**Task statement**
Every line from the first one in the listing down to the line with "pub fn from_reader<R: Read>(reader: R)" should be restated word for word.

**Provided entries**
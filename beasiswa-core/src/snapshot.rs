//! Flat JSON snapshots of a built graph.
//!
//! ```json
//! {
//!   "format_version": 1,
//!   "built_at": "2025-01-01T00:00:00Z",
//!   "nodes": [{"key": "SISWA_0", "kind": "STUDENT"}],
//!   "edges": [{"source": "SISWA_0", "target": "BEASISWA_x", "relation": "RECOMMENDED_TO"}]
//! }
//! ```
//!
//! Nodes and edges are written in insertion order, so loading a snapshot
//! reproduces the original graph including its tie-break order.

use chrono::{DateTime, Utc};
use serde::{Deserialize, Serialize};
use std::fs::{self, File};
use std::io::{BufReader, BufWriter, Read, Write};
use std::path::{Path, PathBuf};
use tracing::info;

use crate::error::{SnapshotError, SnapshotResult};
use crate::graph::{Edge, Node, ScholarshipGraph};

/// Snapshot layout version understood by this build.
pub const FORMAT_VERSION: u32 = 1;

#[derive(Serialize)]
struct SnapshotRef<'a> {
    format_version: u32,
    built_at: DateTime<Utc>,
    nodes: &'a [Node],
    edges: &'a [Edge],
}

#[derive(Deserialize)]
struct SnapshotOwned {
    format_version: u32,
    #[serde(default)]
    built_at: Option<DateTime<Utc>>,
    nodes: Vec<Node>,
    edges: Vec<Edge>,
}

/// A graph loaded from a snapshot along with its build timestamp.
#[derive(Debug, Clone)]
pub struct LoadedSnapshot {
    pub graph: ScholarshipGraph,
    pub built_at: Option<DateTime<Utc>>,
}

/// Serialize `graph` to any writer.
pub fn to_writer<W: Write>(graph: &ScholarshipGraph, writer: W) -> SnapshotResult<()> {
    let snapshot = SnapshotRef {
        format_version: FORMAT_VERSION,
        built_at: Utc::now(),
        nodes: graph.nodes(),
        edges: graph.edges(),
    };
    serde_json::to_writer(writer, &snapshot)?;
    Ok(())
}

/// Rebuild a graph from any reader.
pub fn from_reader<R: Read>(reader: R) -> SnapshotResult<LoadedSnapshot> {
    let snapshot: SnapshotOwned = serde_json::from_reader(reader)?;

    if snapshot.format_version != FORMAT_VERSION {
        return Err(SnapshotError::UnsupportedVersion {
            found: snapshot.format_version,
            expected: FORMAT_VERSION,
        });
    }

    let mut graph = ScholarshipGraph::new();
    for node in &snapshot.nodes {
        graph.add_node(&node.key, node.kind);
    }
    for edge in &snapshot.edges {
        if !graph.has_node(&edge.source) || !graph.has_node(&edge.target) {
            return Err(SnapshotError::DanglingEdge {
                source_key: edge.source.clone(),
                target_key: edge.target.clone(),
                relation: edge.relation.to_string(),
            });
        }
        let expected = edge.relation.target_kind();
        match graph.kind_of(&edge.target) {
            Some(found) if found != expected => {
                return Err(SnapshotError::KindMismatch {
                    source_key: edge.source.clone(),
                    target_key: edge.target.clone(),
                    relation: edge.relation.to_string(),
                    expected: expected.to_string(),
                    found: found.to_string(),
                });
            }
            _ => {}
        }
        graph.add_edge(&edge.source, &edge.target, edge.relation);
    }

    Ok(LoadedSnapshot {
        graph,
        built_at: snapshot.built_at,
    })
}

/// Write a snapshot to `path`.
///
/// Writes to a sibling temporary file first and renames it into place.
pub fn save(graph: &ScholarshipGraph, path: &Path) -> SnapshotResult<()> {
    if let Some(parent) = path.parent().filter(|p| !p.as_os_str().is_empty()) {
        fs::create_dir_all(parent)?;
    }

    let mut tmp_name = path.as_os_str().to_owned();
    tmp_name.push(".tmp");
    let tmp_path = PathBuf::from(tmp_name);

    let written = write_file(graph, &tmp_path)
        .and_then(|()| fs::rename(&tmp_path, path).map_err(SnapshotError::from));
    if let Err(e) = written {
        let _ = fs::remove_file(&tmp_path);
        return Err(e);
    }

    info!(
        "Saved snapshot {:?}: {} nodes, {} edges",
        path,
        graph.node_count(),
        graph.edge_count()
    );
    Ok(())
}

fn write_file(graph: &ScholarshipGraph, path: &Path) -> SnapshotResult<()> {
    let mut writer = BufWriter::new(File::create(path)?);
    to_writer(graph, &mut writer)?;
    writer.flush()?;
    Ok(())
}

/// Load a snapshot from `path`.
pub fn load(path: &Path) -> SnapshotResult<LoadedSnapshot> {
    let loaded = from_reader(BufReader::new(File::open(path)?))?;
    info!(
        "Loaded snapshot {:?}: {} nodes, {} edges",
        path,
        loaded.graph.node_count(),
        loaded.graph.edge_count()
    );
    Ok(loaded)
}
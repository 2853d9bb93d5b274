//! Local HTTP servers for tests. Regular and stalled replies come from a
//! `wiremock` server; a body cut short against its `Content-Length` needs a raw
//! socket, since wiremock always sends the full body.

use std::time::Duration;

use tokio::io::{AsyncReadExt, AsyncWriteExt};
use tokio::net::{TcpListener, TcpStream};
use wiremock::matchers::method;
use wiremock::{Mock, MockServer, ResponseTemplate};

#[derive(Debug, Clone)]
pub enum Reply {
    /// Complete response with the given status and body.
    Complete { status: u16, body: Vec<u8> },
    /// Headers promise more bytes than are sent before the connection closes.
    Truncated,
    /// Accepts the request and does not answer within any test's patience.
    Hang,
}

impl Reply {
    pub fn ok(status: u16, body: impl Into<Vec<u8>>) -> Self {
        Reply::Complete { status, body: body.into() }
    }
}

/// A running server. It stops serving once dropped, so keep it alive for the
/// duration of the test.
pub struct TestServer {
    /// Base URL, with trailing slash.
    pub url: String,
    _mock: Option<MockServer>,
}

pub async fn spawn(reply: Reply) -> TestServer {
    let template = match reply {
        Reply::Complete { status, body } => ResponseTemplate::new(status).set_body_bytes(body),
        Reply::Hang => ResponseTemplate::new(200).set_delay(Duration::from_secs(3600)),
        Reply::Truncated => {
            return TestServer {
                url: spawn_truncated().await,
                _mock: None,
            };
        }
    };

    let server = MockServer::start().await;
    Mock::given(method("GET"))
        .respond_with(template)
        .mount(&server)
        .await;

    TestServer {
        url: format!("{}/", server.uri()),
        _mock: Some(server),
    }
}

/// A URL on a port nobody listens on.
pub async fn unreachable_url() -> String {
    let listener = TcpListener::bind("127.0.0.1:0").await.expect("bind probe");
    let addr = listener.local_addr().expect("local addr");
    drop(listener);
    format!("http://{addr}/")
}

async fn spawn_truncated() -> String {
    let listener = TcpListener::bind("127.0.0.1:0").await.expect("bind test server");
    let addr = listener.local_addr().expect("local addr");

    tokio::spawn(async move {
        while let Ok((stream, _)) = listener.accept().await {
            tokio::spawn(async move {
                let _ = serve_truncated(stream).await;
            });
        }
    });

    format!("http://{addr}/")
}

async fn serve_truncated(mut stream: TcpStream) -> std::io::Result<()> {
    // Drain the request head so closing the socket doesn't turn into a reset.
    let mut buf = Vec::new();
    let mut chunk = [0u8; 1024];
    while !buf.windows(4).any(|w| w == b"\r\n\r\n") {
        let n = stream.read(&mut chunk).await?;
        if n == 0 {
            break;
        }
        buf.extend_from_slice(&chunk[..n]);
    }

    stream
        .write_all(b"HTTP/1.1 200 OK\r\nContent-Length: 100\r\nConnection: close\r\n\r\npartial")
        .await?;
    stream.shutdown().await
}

**Final answer**
filename beasiswa-core/src/snapshot.rs
//! Flat JSON snapshots of a built graph.
//!
//! ```json
//! {
//!   "format_version": 1,
//!   "built_at": "2025-01-01T00:00:00Z",
//!   "nodes": [{"key": "SISWA_0", "kind": "STUDENT"}],
//!   "edges": [{"source": "SISWA_0", "target": "BEASISWA_x", "relation": "RECOMMENDED_TO"}]
//! }
//! ```
//!
//! Nodes and edges are written in insertion order, so loading a snapshot
//! reproduces the original graph including its tie-break order.

use chrono::{DateTime, Utc};
use serde::{Deserialize, Serialize};
use std::fs::{self, File};
use std::io::{BufReader, BufWriter, Read, Write};
use std::path::{Path, PathBuf};
use tracing::info;

use crate::error::{SnapshotError, SnapshotResult};
use crate::graph::{Edge, Node, ScholarshipGraph};

/// Snapshot layout version understood by this build.
pub const FORMAT_VERSION: u32 = 1;

#[derive(Serialize)]
struct SnapshotRef<'a> {
    format_version: u32,
    built_at: DateTime<Utc>,
    nodes: &'a [Node],
    edges: &'a [Edge],
}

#[derive(Deserialize)]
struct SnapshotOwned {
    format_version: u32,
    #[serde(default)]
    built_at: Option<DateTime<Utc>>,
    nodes: Vec<Node>,
    edges: Vec<Edge>,
}

/// A graph loaded from a snapshot along with its build timestamp.
#[derive(Debug, Clone)]
pub struct LoadedSnapshot {
    pub graph: ScholarshipGraph,
    pub built_at: Option<DateTime<Utc>>,
}

/// Serialize `graph` to any writer.
pub fn to_writer<W: Write>(graph: &ScholarshipGraph, writer: W) -> SnapshotResult<()> {
    let snapshot = SnapshotRef {
        format_version: FORMAT_VERSION,
        built_at: Utc::now(),
        nodes: graph.nodes(),
        edges: graph.edges(),
    };
    serde_json::to_writer(writer, &snapshot)?;
    Ok(())
}

/// Rebuild a graph from any reader.
pub fn from_reader<R: Read>(reader: R) -> SnapshotResult<LoadedSnapshot> {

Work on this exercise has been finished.